Él la miró de hito en hito.
– La reunión es aquí. Que disfrutes de la lectura -dio dos pasos, se detuvo y se volvió hacia ella-. La próxima vez que tengas una llamada de teléfono rara, me llamas a mí, no a Nate Winter.
Ah, conque era eso.
– Entendido, jefe.
Pero él no había terminado.
– Y si sientes ganas de visitar a un viejo amigo con el que quiere hablar el FBI, te aguantas.

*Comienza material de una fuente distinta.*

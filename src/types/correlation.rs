//! Cross-phase correlation outputs

use chrono::NaiveDateTime;
use serde::{Deserialize, Serialize};

use super::Installation;

/// One matched phase observation inside a merged event.
#[derive(Debug, Clone, Copy, PartialEq, Eq, Serialize, Deserialize)]
pub struct PhaseMatch {
    pub timestamp: NaiveDateTime,
    pub evidence_count: Option<u32>,
}

/// A take-off observation with its nearest following climb and cruise matches.
#[derive(Debug, Clone, PartialEq, Eq, Serialize, Deserialize)]
pub struct MergedEvent {
    pub installation: Installation,
    pub takeoff: PhaseMatch,
    pub climb: Option<PhaseMatch>,
    pub cruise: Option<PhaseMatch>,
    /// Sum of the three evidence counts, defined only for a complete triple
    pub merge_sum: Option<u32>,
    /// Composite event ("DN_FIRE")
    pub fired: bool,
}

/// Per-installation reduction of all merged events.
#[derive(Debug, Clone, PartialEq, Eq, Serialize, Deserialize)]
pub struct InstallationSummary {
    pub installation: Installation,
    pub fired: bool,
    pub fire_count: usize,
    pub first_fire: Option<NaiveDateTime>,
    pub last_fire: Option<NaiveDateTime>,
}

/// Complete correlator output.
#[derive(Debug, Clone, Default, PartialEq, Eq, Serialize, Deserialize)]
pub struct CorrelationReport {
    /// Sorted by installation, then take-off time
    pub events: Vec<MergedEvent>,
    /// One row per installation with at least one take-off observation
    pub summaries: Vec<InstallationSummary>,
}

impl CorrelationReport {
    pub fn fired_installations(&self) -> impl Iterator<Item = &InstallationSummary> {
        self.summaries.iter().filter(|s| s.fired)
    }
}
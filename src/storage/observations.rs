//! CSV ingest of newly reported observations
//!
//! Columns are located by header name, so extra columns and column order do
//! not matter. A blank parameter cell is a missing component.

use std::path::Path;

use chrono::{DateTime, NaiveDateTime};
use tracing::{debug, info};

use super::{column_index, parse_cell, StorageError};
use crate::types::{DeviationVector, FlightPhase, Installation, PhaseRecord, N_PARAMS, PARAMETER_NAMES};

const ID_COLUMNS: [&str; 5] = ["engine_id", "aircraft_id", "engine_position", "timestamp", "sister_id"];

const NAIVE_FORMATS: [&str; 4] = [
    "%Y-%m-%d %H:%M:%S",
    "%Y-%m-%d %H:%M:%S%.f",
    "%Y-%m-%dT%H:%M:%S",
    "%Y-%m-%dT%H:%M:%S%.f",
];

/// Parse `%Y-%m-%d %H:%M:%S`, its ISO-8601 `T` form, or RFC 3339 (converted to UTC).
pub fn parse_timestamp(raw: &str) -> Option<NaiveDateTime> {
    let raw = raw.trim();
    NAIVE_FORMATS
        .iter()
        .find_map(|fmt| NaiveDateTime::parse_from_str(raw, fmt).ok())
        .or_else(|| DateTime::parse_from_rfc3339(raw).ok().map(|dt| dt.naive_utc()))
}

/// Read one phase's new observations. A missing file means no new data.
pub fn read_observations(path: &Path, phase: FlightPhase) -> Result<Vec<PhaseRecord>, StorageError> {
    if !path.exists() {
        info!(phase = %phase, path = %path.display(), "No new observations file");
        return Ok(Vec::new());
    }

    let mut reader = csv::ReaderBuilder::new()
        .trim(csv::Trim::All)
        .from_path(path)
        .map_err(|e| StorageError::csv(path, e))?;
    let headers = reader.headers().map_err(|e| StorageError::csv(path, e))?.clone();
    let ids = column_index(&headers, path, &ID_COLUMNS)?;
    let params = column_index(&headers, path, &PARAMETER_NAMES)?;

    let mut records = Vec::new();
    for result in reader.records() {
        let row = result.map_err(|e| StorageError::csv(path, e))?;
        let line = row.position().map_or(0, csv::Position::line);
        let malformed = |message: String| StorageError::Malformed {
            path: path.to_path_buf(),
            line,
            message,
        };
        let cell = |i: usize| row.get(i).unwrap_or("");

        let engine_id = cell(ids[0]);
        if engine_id.is_empty() {
            return Err(malformed("blank engine_id".to_string()));
        }
        let position: u8 = cell(ids[2])
            .parse()
            .map_err(|_| malformed(format!("invalid engine_position '{}'", cell(ids[2]))))?;
        let timestamp = parse_timestamp(cell(ids[3]))
            .ok_or_else(|| malformed(format!("invalid timestamp '{}'", cell(ids[3]))))?;
        let sister = Some(cell(ids[4])).filter(|s| !s.is_empty()).map(str::to_string);

        let mut deviation: DeviationVector = [None; N_PARAMS];
        for (slot, (&col, name)) in deviation.iter_mut().zip(params.iter().zip(PARAMETER_NAMES)) {
            *slot = parse_cell(cell(col)).map_err(|e| malformed(format!("{name}: {e}")))?;
        }

        records.push(PhaseRecord::new(
            Installation::new(engine_id, cell(ids[1]), position),
            timestamp,
            sister,
            deviation,
        ));
    }

    debug!(phase = %phase, rows = records.len(), path = %path.display(), "Observations read");
    Ok(records)
}

#[cfg(test)]
mod tests {
    use super::*;
    use chrono::NaiveDate;
    use std::io::Write;

    fn write_csv(contents: &str) -> tempfile::NamedTempFile {
        let mut file = tempfile::NamedTempFile::new().unwrap();
        file.write_all(contents.as_bytes()).unwrap();
        file
    }

    #[test]
    fn test_timestamp_formats() {
        let expected = NaiveDate::from_ymd_opt(2024, 2, 3)
            .and_then(|d| d.and_hms_opt(4, 5, 6))
            .unwrap();
        assert_eq!(parse_timestamp("2024-02-03 04:05:06"), Some(expected));
        assert_eq!(parse_timestamp("2024-02-03T04:05:06"), Some(expected));
        assert_eq!(parse_timestamp("2024-02-03T06:05:06+02:00"), Some(expected));
        assert_eq!(parse_timestamp("03/02/2024"), None);
    }

    #[test]
    fn test_reads_rows_with_missing_components() {
        let file = write_csv(
            "engine_id,aircraft_id,engine_position,timestamp,sister_id,P26,T26,P30,T30,TGT,NL,NI,NH,WFE,extra\n\
             E1,AC1,2,2024-01-01 06:00:00,E9,0.1,0.2,0.3,0.4,0.5,0.6,0.7,0.8,0.9,x\n\
             E1,AC1,2,2024-01-02 06:00:00,,0.1,,0.3,0.4,0.5,0.6,0.7,0.8,0.9,y\n",
        );
        let rows = read_observations(file.path(), FlightPhase::Cruise).unwrap();
        assert_eq!(rows.len(), 2);
        assert_eq!(rows[0].installation, Installation::new("E1", "AC1", 2));
        assert_eq!(rows[0].sister_id.as_deref(), Some("E9"));
        assert_eq!(rows[0].complete_deviation().map(|d| d[8]), Some(0.9));
        assert!(rows[1].sister_id.is_none());
        assert_eq!(rows[1].deviation[1], None);
        assert!(rows.iter().all(PhaseRecord::is_new));
    }

    #[test]
    fn test_missing_column_is_reported() {
        let file = write_csv("engine_id,aircraft_id,engine_position,timestamp,sister_id,P26\n");
        let err = read_observations(file.path(), FlightPhase::Climb).unwrap_err();
        assert!(matches!(err, StorageError::MissingColumn { ref column, .. } if column == "T26"));
    }

    #[test]
    fn test_bad_timestamp_reports_line() {
        let file = write_csv(
            "engine_id,aircraft_id,engine_position,timestamp,sister_id,P26,T26,P30,T30,TGT,NL,NI,NH,WFE\n\
             E1,AC1,1,yesterday,,0,0,0,0,0,0,0,0,0\n",
        );
        let err = read_observations(file.path(), FlightPhase::TakeOff).unwrap_err();
        assert!(matches!(err, StorageError::Malformed { line: 2, .. }), "{err}");
    }

    #[test]
    fn test_missing_file_is_empty() {
        let dir = tempfile::tempdir().unwrap();
        let rows = read_observations(&dir.path().join("cruise.csv"), FlightPhase::Cruise).unwrap();
        assert!(rows.is_empty());
    }
}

– Harris Mayer no es un amigo…
– En esta oficina trabajamos con el FBI, no contra ellos.
Mackenzie iba a hablar, pero lo pensó mejor y decidió tener la boca cerrada.
El jefe se ablandó un tanto.
– Si no creyera que eres lista, te habría dado más tiempo para repasar esas carpetas.
– Gracias, jefe. ¿Ha oído lo del granjero orgánico y el autostopista?
– ¿Eso es un chiste?
Ella pensó que quizá su jefe le daría cincuenta carpetas más si le hablaba de su contacto con el inspector de New Hampshire. Pero ella no había hecho nada malo ni Mooney tampoco.
Delvecchio la miraba, esperando al parecer una respuesta, o quizá un chiste gracioso. Ella le contó lo que le había dicho Mooney.
– Avanza la investigación -dijo él-. Es una buena noticia.
– Ese hombre tiene agallas si se jugó la libertad al hecho de que lo recogieran haciendo autostop.
– ¿Crees que fue eso lo que hizo?
Ella pensó un momento. Negó con la cabeza.
– Tenía planes alternativos. Podía secuestrar o robar un coche y probablemente tendría otro cuchillo escondido cerca -hizo una pausa, pero Delvecchio no comentó nada-. Lo cual no le hace parecer un lunático que ataca al azar.
El jefe la miró con cierta satisfacción.
– Lo encontraremos -señaló el montón de carpetas-. Tú léete eso.
– No tardaré hasta la una -dijo ella-. Cuando preparaba exámenes tuve que leer cuatrocientos libros en cinco meses.
Delvecchio no respondió al intento de humor de ella, aunque lo que había dicho era cierto. Por un segundo, creyó que había ido demasiado lejos, pero él suspiró.
– ¿Lo ves? Lista. Es lo que dicen todos de ti, Stewart. Eres lista. Si consigues orientar bien la cabeza, dentro de diez años estarás dirigiendo todo esto.